The Ace Attorney series is probably my number one gaming guilty pleasure. The gameplay is thin on the ground, and only gets thinner in this instalment, and the stories are utterly ridiculous, but the charm of the characters and the strength of the writing cement this series as one of my favourites. After taking a break from protagonist duties in Apollo Justice: Ace Attorney, Phoenix returns to his rightful position as protagonist, in what will hopefully be the first of a whole new 3DS series of Ace Attorney games.

Dual Destinies opens in the most dramatic manner possible, with an explosion going off in the iconic courtroom. The perpetrator and reason for of this explosion is the driving mystery of the game, which takes a non-linear approach throughout its cases.

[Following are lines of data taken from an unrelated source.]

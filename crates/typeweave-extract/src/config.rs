//! Configuration types for extraction.

/// Which named types become entries in the definition map.
#[derive(Clone, Copy, Debug, Default, PartialEq, Eq)]
pub enum DefinitionPolicy {
    /// Register every aliased or declared named type.
    #[default]
    Named,
    /// Register aliased types only. Declared interfaces are inlined unless
    /// they recur through themselves.
    AliasesOnly,
    /// Keep only definitions that are part of a reference cycle; inline the rest.
    RecursiveOnly,
}

/// Configuration for [`Extractor`](crate::Extractor).
#[derive(Clone, Debug, Default)]
pub struct ExtractConfig {
    /// Definition registration policy
    pub policy: DefinitionPolicy,
}

impl ExtractConfig {
    pub fn with_policy(policy: DefinitionPolicy) -> Self {
        Self { policy }
    }
}
//! Literal values and their canonical text form.
//!
//! Every string-producing emitter renders literals through [`serialize_primitive`],
//! so the same literal prints identically in Zod code, TypeBox code, and
//! TypeScript declarations.

use std::fmt;

use serde::{Deserialize, Serialize};

/// Text used for the `undefined` value.
pub const SERIALIZED_UNDEFINED: &str = "undefined";

/// A literal type's value.
#[derive(Debug, Clone, PartialEq, Serialize, Deserialize)]
#[serde(rename_all = "camelCase")]
pub enum Literal {
    String(String),
    Number(f64),
    Boolean(bool),
    #[serde(rename = "bigint")]
    BigInt(BigIntLiteral),
    Null,
}

impl Literal {
    /// Name of the value's kind, as used in error messages.
    pub fn kind_name(&self) -> &'static str {
        match self {
            Literal::String(_) => "string literal",
            Literal::Number(_) => "number literal",
            Literal::Boolean(_) => "boolean literal",
            Literal::BigInt(_) => "bigint literal",
            Literal::Null => "null literal",
        }
    }
}

impl From<&str> for Literal {
    fn from(value: &str) -> Self {
        Literal::String(value.to_string())
    }
}

impl From<String> for Literal {
    fn from(value: String) -> Self {
        Literal::String(value)
    }
}

impl From<f64> for Literal {
    fn from(value: f64) -> Self {
        Literal::Number(value)
    }
}

impl From<i32> for Literal {
    fn from(value: i32) -> Self {
        Literal::Number(f64::from(value))
    }
}

impl From<bool> for Literal {
    fn from(value: bool) -> Self {
        Literal::Boolean(value)
    }
}

impl From<BigIntLiteral> for Literal {
    fn from(value: BigIntLiteral) -> Self {
        Literal::BigInt(value)
    }
}

impl fmt::Display for Literal {
    fn fmt(&self, f: &mut fmt::Formatter<'_>) -> fmt::Result {
        f.write_str(&serialize_primitive(self))
    }
}

/// An arbitrary-precision integer literal, kept as sign plus base-10 magnitude.
///
/// Type checkers commonly represent big integer literals structurally rather than
/// as a native integer, so the magnitude stays textual. It is normalized: no
/// leading zeros, and zero is never negative.
#[derive(Debug, Clone, PartialEq, Eq, Hash, Serialize, Deserialize)]
#[serde(try_from = "String", into = "String")]
pub struct BigIntLiteral {
    negative: bool,
    magnitude: String,
}

impl BigIntLiteral {
    /// Build from a sign flag and a base-10 digit string.
    ///
    /// Returns `None` if `base10` is empty or contains a non-digit.
    pub fn from_parts(negative: bool, base10: &str) -> Option<Self> {
        if base10.is_empty() || !base10.bytes().all(|b| b.is_ascii_digit()) {
            return None;
        }

        let trimmed = base10.trim_start_matches('0');
        let magnitude = if trimmed.is_empty() { "0" } else { trimmed };

        Some(Self {
            negative: negative && magnitude != "0",
            magnitude: magnitude.to_string(),
        })
    }

    /// Parse decimal text with an optional leading `-` (no `n` suffix).
    pub fn parse(text: &str) -> Option<Self> {
        match text.strip_prefix('-') {
            Some(digits) => Self::from_parts(true, digits),
            None => Self::from_parts(false, text),
        }
    }

    pub fn is_negative(&self) -> bool {
        self.negative
    }

    pub fn magnitude(&self) -> &str {
        &self.magnitude
    }
}

impl From<i64> for BigIntLiteral {
    fn from(value: i64) -> Self {
        Self {
            negative: value < 0,
            magnitude: value.unsigned_abs().to_string(),
        }
    }
}

impl fmt::Display for BigIntLiteral {
    fn fmt(&self, f: &mut fmt::Formatter<'_>) -> fmt::Result {
        if self.negative {
            f.write_str("-")?;
        }
        f.write_str(&self.magnitude)
    }
}

impl TryFrom<String> for BigIntLiteral {
    type Error = String;

    fn try_from(value: String) -> Result<Self, Self::Error> {
        Self::parse(&value).ok_or_else(|| format!("invalid bigint literal `{value}`"))
    }
}

impl From<BigIntLiteral> for String {
    fn from(value: BigIntLiteral) -> Self {
        value.to_string()
    }
}

/// Render a literal as source text.
///
/// - strings are JSON-quoted
/// - numbers print the way JavaScript's `Number.prototype.toString` does:
///   `0`, `-3.5`, `1e+21`, `1e-7`; `-0` prints as `0`, non-finite values use
///   `NaN` / `Infinity`
/// - booleans print as `true` / `false`
/// - bigints print their digits followed by `n`
/// - null prints as `null`
pub fn serialize_primitive(value: &Literal) -> String {
    match value {
        Literal::String(s) => quote_string(s),
        Literal::Number(n) => serialize_number(*n),
        Literal::Boolean(true) => "true".to_string(),
        Literal::Boolean(false) => "false".to_string(),
        Literal::BigInt(b) => format!("{b}n"),
        Literal::Null => "null".to_string(),
    }
}

fn quote_string(s: &str) -> String {
    // Serializing a str into JSON cannot fail.
    serde_json::to_string(s).unwrap_or_else(|_| format!("{s:?}"))
}

fn serialize_number(n: f64) -> String {
    if n.is_nan() {
        return "NaN".to_string();
    }
    if n.is_infinite() {
        return if n > 0.0 { "Infinity" } else { "-Infinity" }.to_string();
    }
    if n == 0.0 {
        // Covers -0, which JavaScript also prints as `0`.
        return "0".to_string();
    }

    // `{:e}` yields the shortest round-trip digits, e.g. `1.5e-7`.
    let scientific = format!("{:e}", n.abs());
    let Some((mantissa, exponent)) = scientific.split_once('e') else {
        return n.to_string();
    };
    let Ok(exponent) = exponent.parse::<i32>() else {
        return n.to_string();
    };
    let digits: String = mantissa.chars().filter(|c| *c != '.').collect();
    let count = digits.len() as i32;
    // Position of the decimal point relative to the first digit.
    let point = exponent + 1;

    let body = if count <= point && point <= 21 {
        format!("{digits}{}", "0".repeat((point - count) as usize))
    } else if 0 < point && point <= 21 {
        let (integer, fraction) = digits.split_at(point as usize);
        format!("{integer}.{fraction}")
    } else if -6 < point && point <= 0 {
        format!("0.{}{digits}", "0".repeat(point.unsigned_abs() as usize))
    } else {
        let sign = if exponent >= 0 { '+' } else { '-' };
        let (first, rest) = digits.split_at(1);
        if rest.is_empty() {
            format!("{first}e{sign}{}", exponent.unsigned_abs())
        } else {
            format!("{first}.{rest}e{sign}{}", exponent.unsigned_abs())
        }
    };
    if n < 0.0 { format!("-{body}") } else { body }
}
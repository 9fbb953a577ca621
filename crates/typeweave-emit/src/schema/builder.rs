//! Node to schema conversion.

use std::collections::HashMap;

use tracing::{debug, trace};
use typeweave_core::{DefinitionMap, Error, Node, Result};

use super::graph::{Schema, SchemaGraph, SchemaId};

/// Builds schemas for nodes, sharing one lazy handle per definition.
pub struct SchemaBuilder<'d> {
    definitions: &'d DefinitionMap,
    graph: SchemaGraph,
    /// Definition identifier → its `Schema::Lazy` handle.
    bags: HashMap<String, SchemaId>,
}

impl<'d> SchemaBuilder<'d> {
    pub fn new(definitions: &'d DefinitionMap) -> Self {
        Self {
            definitions,
            graph: SchemaGraph::new(),
            bags: HashMap::new(),
        }
    }

    pub fn graph(&self) -> &SchemaGraph {
        &self.graph
    }

    pub fn finish(self) -> SchemaGraph {
        self.graph
    }

    pub fn build(&mut self, node: &Node) -> Result<SchemaId> {
        let schema = match node {
            Node::DefinitionReference { identifier, .. } => return self.reference(identifier),
            Node::Union { members } if members.single().is_some() => {
                return self.build(members.first());
            }
            Node::Union { .. } if node.is_optional() => match node.without_undefined() {
                Some(inner) => Schema::Optional(self.build(&inner)?),
                None => Schema::Undefined,
            },
            Node::String => Schema::String,
            Node::Number => Schema::Number,
            Node::Boolean => Schema::Boolean,
            Node::Null => Schema::Null,
            Node::Undefined => Schema::Undefined,
            Node::Void => Schema::Void,
            Node::Any => Schema::Any,
            Node::Unknown => Schema::Unknown,
            Node::Never => Schema::Never,
            Node::BigInt => Schema::BigInt,
            Node::Date => Schema::Date,
            Node::RegExp => Schema::RegExp,
            Node::Literal { value } => Schema::Literal(value.clone()),
            Node::Array { element } => Schema::Array(self.build(element)?),
            Node::Set { element } => Schema::Set(self.build(element)?),
            Node::Record { key, value } => Schema::Record {
                key: self.build(key)?,
                value: self.build(value)?,
            },
            Node::Map { key, value } => Schema::Map {
                key: self.build(key)?,
                value: self.build(value)?,
            },
            Node::Object { shape } => {
                let mut properties = indexmap::IndexMap::with_capacity(shape.len());
                for (name, value) in shape {
                    properties.insert(name.clone(), self.build(value)?);
                }
                Schema::Object(properties)
            }
            Node::Union { members } => Schema::Union(self.build_all(members)?),
            Node::Tuple { elements } => Schema::Tuple(self.build_all(elements)?),
            Node::Intersection { members } => Schema::Intersection(self.build_all(members)?),
            Node::Function {
                parameters,
                returns,
            } => Schema::Function {
                parameters: self.build_all(parameters)?,
                returns: match returns {
                    Some(returns) => Some(self.build(returns)?),
                    None => None,
                },
            },
        };
        Ok(self.graph.add(schema))
    }

    fn build_all(&mut self, nodes: &[Node]) -> Result<Vec<SchemaId>> {
        let mut ids = Vec::with_capacity(nodes.len());
        for node in nodes {
            ids.push(self.build(node)?);
        }
        Ok(ids)
    }

    /// The lazy handle for a definition, building its body on first use.
    ///
    /// The handle is recorded before the body is built, so references to the
    /// definition from inside its own body reuse it.
    fn reference(&mut self, identifier: &str) -> Result<SchemaId> {
        if let Some(&handle) = self.bags.get(identifier) {
            trace!(identifier, "reusing lazy schema");
            return Ok(handle);
        }

        let definitions = self.definitions;
        let body = definitions
            .get_node(identifier)
            .ok_or_else(|| Error::UnresolvedReference(identifier.to_string()))?;

        let lazy = self.graph.lazy(identifier);
        let handle = self.graph.add(Schema::Lazy(lazy));
        self.bags.insert(identifier.to_string(), handle);

        let target = self.build(body)?;
        self.graph.fill(lazy, target);
        debug!(identifier, lazy = lazy.index(), "built definition schema");
        Ok(handle)
    }
}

Phoenix Wright has come out of retirement following his disbarment before the events of Apollo Justice, and now he, Apollo and new attorney Athena Cykes work together to defend the falsely accused. Phoenix’s disbarment, and the conviction for murder by the rising star prosecutor Simon Blackquill, has ushered in the ‘Dark Age of the Law’. With public trust in the legal system at an all-time low, lawyers and prosecutors are increasingly using any means necessary to further their goals, with the truth of the matter becoming secondary to results. Phoenix, Apollo and Athena work through five cases, culminating in the mystery of the courtroom bombing, and the links that this has to the ‘Dark Age of the Law.’

It took me a while to warm to the core plot of Dual Destinies, but by the final case I realised how cleverly everything had been plotted together. The plot of Dual Destinies isn’t quite as labyrinthine as series highlight Trials and Tribulations, but it’s still fairly dense with some really stunning twists. I like the ‘Dark Age of the Law’ backdrop, which actually questions the fundamental precept of the series that colourful prosecutors and exciting trials mean actual justice is being served. There aren’t quite as many links back to the old games as I would have liked, but by and large Capcom did a good job of balancing appealing to new players with fan service. Unlike a lot of people, I liked Apollo Justice, so I was happy to see him taking a prominent role alongside Phoenix, even serving as the player character in the second episode. Athena Cykes is in some way your typical Ace Attorney insane spunky female side kick, but I think I prefer her to Maya Fey and Trucy Wright (who does play a small role in Dual Destinies). She’s more competent than they were, and actually serves as the player character for the third case. Maya and Trucy often felt like useless hangers-on, but as Athena is a fully trained lawyer she stands alongside Phoenix and Apollo as an equal. I missed the loveable presence of Gumshoe, but there are other characters which make up for it. Probably my biggest gripe with the story was the utter lack of acknowledgement of a major twist at the end of Apollo Justice, but by and large Dual Destinies scratched the unique itch of an Ace Attorney game.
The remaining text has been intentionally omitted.